- **The task**:
Instruction for the data below: set down exactly the lines from the line with "a pan/zoom view." to the line with "recomputed when the", inclusive, and no others.

- **Entries supplied**:
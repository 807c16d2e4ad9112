// Copyright 2025 the VizIR Authors
// SPDX-License-Identifier: Apache-2.0 OR MIT

//! The axes render controller.
//!
//! [`AxesPainter`] keeps the tick sets for the last viewport it saw. Each paint
//! call first validates that cache against the incoming transform and size; only
//! when either differs are world bounds and ticks recomputed. Drawing then maps
//! world-space geometry through the transform and issues surface calls.

use alloc::vec::Vec;

use kurbo::{Affine, Line, Point, Rect};
use log::{trace, warn};

use crate::error::ConfigError;
#[cfg(not(feature = "std"))]
use crate::float::FloatExt;
use crate::ticks::{
    LabelFormat, axis_unit_screen_length_x, axis_unit_screen_length_y, choose_label_format,
    compute_adjusted_world_tick_distance_x, compute_tick_positions, compute_world_tick_distance,
    enforce_tick_budget,
};
use crate::viewport::ViewportState;
use crate::{AxesConfig, AxesSurface, TextMeasurer};

/// Horizontal gap between a Y tick label and its tick, as a fraction of the label width.
const Y_LABEL_PADDING: f64 = 1.05;
/// Downward shift of a Y tick label's baseline, as a fraction of the label height.
const Y_LABEL_BASELINE_SHIFT: f64 = 0.3;

/// Tick positions and label format for one axis.
#[derive(Clone, Debug, Default, PartialEq)]
pub struct AxisTicks {
    /// World-space tick positions, ascending, one interval apart.
    pub positions: Vec<f64>,
    /// World-space distance between consecutive ticks.
    pub interval: f64,
    /// Label format, `None` when labels are disabled.
    pub label_format: Option<LabelFormat>,
}

impl AxisTicks {
    fn compute(world_min: f64, world_max: f64, interval: f64, print_labels: bool) -> Self {
        let interval = enforce_tick_budget(world_min, world_max, interval);
        Self {
            positions: compute_tick_positions(world_min, world_max, interval),
            interval,
            label_format: print_labels.then(|| choose_label_format(interval)),
        }
    }

    fn empty(print_labels: bool) -> Self {
        Self {
            positions: Vec::new(),
            interval: 0.0,
            label_format: print_labels.then(|| LabelFormat::new(0)),
        }
    }
}

/// Paints labeled coordinate axes and a background grid for a pan/zoom view.
///
/// The painter is meant to be called once per frame with the current
/// world-to-screen transform and drawing-area size. Tick sets are cached and only
/// recomputed when the viewport changes; see [`AxesPainter::validate`].
///
/// Calls must be serialized by the owner; the painter holds no locks.
#[derive(Clone, Debug)]
pub struct AxesPainter {
    config: AxesConfig,
    viewport: Option<ViewportState>,
    world_bounds: Rect,
    ticks_x: AxisTicks,
    ticks_y: AxisTicks,
    recompute_count: u64,
}

impl Default for AxesPainter {
    fn default() -> Self {
        Self::with_valid_config(AxesConfig::default())
    }
}

impl AxesPainter {
    /// Creates a painter, rejecting configurations that cannot drive tick selection.
    pub fn new(config: AxesConfig) -> Result<Self, ConfigError> {
        config.validate()?;
        Ok(Self::with_valid_config(config))
    }

    fn with_valid_config(config: AxesConfig) -> Self {
        Self {
            ticks_x: AxisTicks::empty(config.print_labels),
            ticks_y: AxisTicks::empty(config.print_labels),
            config,
            viewport: None,
            world_bounds: Rect::ZERO,
            recompute_count: 0,
        }
    }

    /// The configuration this painter was built with.
    pub fn config(&self) -> &AxesConfig {
        &self.config
    }

    /// The viewport the cached ticks belong to, if any.
    pub fn viewport(&self) -> Option<&ViewportState> {
        self.viewport.as_ref()
    }

    /// World-space bounds of the last validated viewport.
    ///
    /// Zero for a degenerate transform or before the first validation.
    pub fn world_bounds(&self) -> Rect {
        self.world_bounds
    }

    /// Cached X-axis ticks.
    pub fn ticks_x(&self) -> &AxisTicks {
        &self.ticks_x
    }

    /// Cached Y-axis ticks.
    pub fn ticks_y(&self) -> &AxisTicks {
        &self.ticks_y
    }

    /// How many times tick sets have been recomputed.
    pub fn recompute_count(&self) -> u64 {
        self.recompute_count
    }

    /// Drops the cached viewport so the next call recomputes.
    ///
    /// Useful when the host's font metrics change without the viewport changing.
    pub fn invalidate(&mut self) {
        self.viewport = None;
    }

    /// Brings the cached bounds and ticks up to date with the given viewport.
    ///
    /// This is a no-op when `transform`, `width` and `height` all equal the values
    /// of the previous call. A non-invertible transform produces empty tick sets.
    pub fn validate(
        &mut self,
        measurer: &dyn TextMeasurer,
        transform: Affine,
        width: f64,
        height: f64,
    ) {
        let viewport = ViewportState::new(transform, width, height);
        if self.viewport.as_ref() == Some(&viewport) {
            return;
        }
        self.recompute_count += 1;

        match viewport.world_bounds() {
            Some(bounds) => {
                self.world_bounds = bounds;
                self.ticks_x = self.compute_ticks_x(measurer, &transform, bounds);
                self.ticks_y = self.compute_ticks_y(&transform, bounds);
                trace!(
                    "recomputed axes for {width}x{height}: x interval {}, y interval {}",
                    self.ticks_x.interval,
                    self.ticks_y.interval
                );
            }
            None => {
                warn!(
                    "world-to-screen transform {transform:?} is not invertible; axes left empty"
                );
                self.world_bounds = Rect::ZERO;
                self.ticks_x = AxisTicks::empty(self.config.print_labels);
                self.ticks_y = AxisTicks::empty(self.config.print_labels);
            }
        }
        self.viewport = Some(viewport);
    }

    fn compute_ticks_x(
        &self,
        measurer: &dyn TextMeasurer,
        transform: &Affine,
        bounds: Rect,
    ) -> AxisTicks {
        let unit_length = axis_unit_screen_length_x(transform);
        let min_distance = self.config.min_screen_tick_distance_x;
        let mut interval = compute_world_tick_distance(unit_length, min_distance);
        if self.config.print_labels && self.config.adjust_for_string_lengths {
            interval = compute_adjusted_world_tick_distance_x(
                measurer,
                &self.config.style.font,
                unit_length,
                bounds.x0,
                bounds.x1,
                interval,
                min_distance,
            );
        }
        AxisTicks::compute(bounds.x0, bounds.x1, interval, self.config.print_labels)
    }

    fn compute_ticks_y(&self, transform: &Affine, bounds: Rect) -> AxisTicks {
        let interval = compute_world_tick_distance(
            axis_unit_screen_length_y(transform),
            self.config.min_screen_tick_distance_y,
        );
        AxisTicks::compute(bounds.y0, bounds.y1, interval, self.config.print_labels)
    }

    /// Paints the grid (if enabled) and both axes through the world origin.
    pub fn paint(
        &mut self,
        surface: &mut dyn AxesSurface,
        transform: Affine,
        width: f64,
        height: f64,
    ) {
        self.validate(&*surface, transform, width, height);
        if self.config.paint_grid {
            self.paint_grid_lines(surface, &transform);
        }
        let b = self.world_bounds;
        self.paint_x(surface, &transform, b.x0, b.x1, 0.0);
        self.paint_y(surface, &transform, b.y0, b.y1, 0.0);
    }

    /// Paints only the X axis, at world height `world_y`, spanning
    /// `[world_min_x, world_max_x]`.
    ///
    /// Ticks outside that span are skipped. The tick interval still comes from the
    /// full viewport.
    pub fn paint_axis_x(
        &mut self,
        surface: &mut dyn AxesSurface,
        transform: Affine,
        width: f64,
        height: f64,
        world_min_x: f64,
        world_max_x: f64,
        world_y: f64,
    ) {
        self.validate(&*surface, transform, width, height);
        self.paint_x(surface, &transform, world_min_x, world_max_x, world_y);
    }

    /// Paints only the Y axis, at world position `world_x`, spanning
    /// `[world_min_y, world_max_y]`.
    pub fn paint_axis_y(
        &mut self,
        surface: &mut dyn AxesSurface,
        transform: Affine,
        width: f64,
        height: f64,
        world_min_y: f64,
        world_max_y: f64,
        world_x: f64,
    ) {
        self.validate(&*surface, transform, width, height);
        self.paint_y(surface, &transform, world_min_y, world_max_y, world_x);
    }

    /// Paints only the background grid, regardless of [`AxesConfig::paint_grid`].
    pub fn paint_grid(
        &mut self,
        surface: &mut dyn AxesSurface,
        transform: Affine,
        width: f64,
        height: f64,
    ) {
        self.validate(&*surface, transform, width, height);
        self.paint_grid_lines(surface, &transform);
    }

    fn paint_grid_lines(&self, surface: &mut dyn AxesSurface, transform: &Affine) {
        let b = self.world_bounds;
        let stroke = &self.config.style.grid;
        for &x in &self.ticks_x.positions {
            surface.stroke_line(*transform * Line::new((x, b.y0), (x, b.y1)), stroke);
        }
        for &y in &self.ticks_y.positions {
            surface.stroke_line(*transform * Line::new((b.x0, y), (b.x1, y)), stroke);
        }
    }

    fn paint_x(
        &self,
        surface: &mut dyn AxesSurface,
        transform: &Affine,
        world_min_x: f64,
        world_max_x: f64,
        world_y: f64,
    ) {
        let style = &self.config.style;
        surface.stroke_line(
            *transform * Line::new((world_min_x, world_y), (world_max_x, world_y)),
            &style.axes,
        );
        // Mirrored transforms hand the span over reversed.
        let (lo, hi) = (world_min_x.min(world_max_x), world_min_x.max(world_max_x));
        for &x in &self.ticks_x.positions {
            if x < lo || x > hi {
                continue;
            }
            let tick =
                self.tick_mark(transform, Point::new(x, world_y), Point::new(x, world_y - 1.0));
            surface.stroke_line(tick, &style.axes);

            if let Some(format) = &self.ticks_x.label_format {
                let label = format.format(x);
                let metrics = surface.measure(&label, &style.font);
                let origin = Point::new(
                    (tick.p1.x - metrics.advance_width * 0.5).trunc(),
                    (tick.p1.y + metrics.line_height()).trunc(),
                );
                surface.draw_text(&label, origin, &style.font, style.label_fill);
            }
        }
    }

    fn paint_y(
        &self,
        surface: &mut dyn AxesSurface,
        transform: &Affine,
        world_min_y: f64,
        world_max_y: f64,
        world_x: f64,
    ) {
        let style = &self.config.style;
        surface.stroke_line(
            *transform * Line::new((world_x, world_min_y), (world_x, world_max_y)),
            &style.axes,
        );
        let (lo, hi) = (world_min_y.min(world_max_y), world_min_y.max(world_max_y));
        for &y in &self.ticks_y.positions {
            if y < lo || y > hi {
                continue;
            }
            let tick =
                self.tick_mark(transform, Point::new(world_x, y), Point::new(world_x - 1.0, y));
            surface.stroke_line(tick, &style.axes);

            if let Some(format) = &self.ticks_y.label_format {
                let label = format.format(y);
                let metrics = surface.measure(&label, &style.font);
                let origin = Point::new(
                    (tick.p1.x - metrics.advance_width * Y_LABEL_PADDING).trunc(),
                    (tick.p1.y + metrics.line_height() * Y_LABEL_BASELINE_SHIFT).trunc(),
                );
                surface.draw_text(&label, origin, &style.font, style.label_fill);
            }
        }
    }

    /// Maps a one-unit world segment to screen space and rescales it to the
    /// configured tick length, so ticks keep their pixel size under anisotropic zoom.
    fn tick_mark(&self, transform: &Affine, world_start: Point, world_end: Point) -> Line {
        let screen = *transform * Line::new(world_start, world_end);
        scale_to_length(screen, self.config.tick_size_screen)
    }
}

/// Scales `line` about its start point so that it has the given length.
fn scale_to_length(line: Line, length: f64) -> Line {
    let dir = line.p1 - line.p0;
    let current = dir.length();
    if current == 0.0 || !current.is_finite() {
        return Line::new(line.p0, line.p0);
    }
    Line::new(line.p0, line.p0 + dir * (length / current))
}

- **Response**:
/// Paints labeled coordinate axes and a background grid for a pan/zoom view.
///
/// The painter is meant to be called once per frame with the current
/// world-to-screen transform and drawing-area size. Tick sets are cached and only
/// recomputed when the viewport changes; see [`AxesPainter::validate`].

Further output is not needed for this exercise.